● WHAT TO PRODUCE: For the listing below, work out how many lines hold the word "false" and give that number by itself.

● DATASET ENTRIES:
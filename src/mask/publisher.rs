use std::sync::{Arc, RwLock};
use tokio::sync::broadcast;

use super::{MaskArray, SharedMaskArray};
use crate::inference::SegmentationMask;

/// Foreground confidence is always read from the first channel
const FOREGROUND_CHANNEL: usize = 0;

/// Notification that the shared mask array holds a new frame
#[derive(Debug, Clone)]
pub struct MaskUpdate {
    pub frame_id: u64,
    pub width: u32,
    pub height: u32,
    pub array: SharedMaskArray,
}

/// Writes engine masks into the shared array and notifies subscribers.
///
/// Safe to call from the engine's worker thread as well as from async tasks.
#[derive(Debug)]
pub struct MaskPublisher {
    array: SharedMaskArray,
    update_tx: broadcast::Sender<MaskUpdate>,
}

impl MaskPublisher {
    pub fn new(width: u32, height: u32, channel_capacity: usize) -> Self {
        let (update_tx, _) = broadcast::channel(channel_capacity.max(1));

        Self {
            array: Arc::new(RwLock::new(MaskArray::new(width, height))),
            update_tx,
        }
    }

    /// Subscribe to mask updates
    pub fn subscribe(&self) -> broadcast::Receiver<MaskUpdate> {
        self.update_tx.subscribe()
    }

    /// The shared array, for consumers that poll instead of subscribing
    pub fn array(&self) -> SharedMaskArray {
        Arc::clone(&self.array)
    }

    /// Publish a mask. Returns `false` (and leaves the array untouched) when
    /// there is no mask or its foreground channel cannot be read.
    pub fn publish(&self, mask: Option<&SegmentationMask>) -> bool {
        let Some(mask) = mask else {
            return false;
        };

        let (width, height) = (mask.width(), mask.height());
        {
            let mut array = self.array.write().unwrap_or_else(|e| e.into_inner());

            if array.width() != width || array.height() != height {
                tracing::debug!(
                    "Mask resolution changed {}x{} -> {}x{}",
                    array.width(),
                    array.height(),
                    width,
                    height
                );
                array.resize(width, height);
            }

            if !mask.try_read_channel_normalized(FOREGROUND_CHANNEL, array.values_mut()) {
                tracing::warn!("Could not read mask for frame {}", mask.frame_id());
                return false;
            }
            array.set_frame_id(mask.frame_id());
        }

        // No subscribers is fine; the array is still up to date
        let _ = self.update_tx.send(MaskUpdate {
            frame_id: mask.frame_id(),
            width,
            height,
            array: Arc::clone(&self.array),
        });

        tracing::trace!("Published mask for frame {}", mask.frame_id());
        true
    }
}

● EXERCISE SOLUTION: 3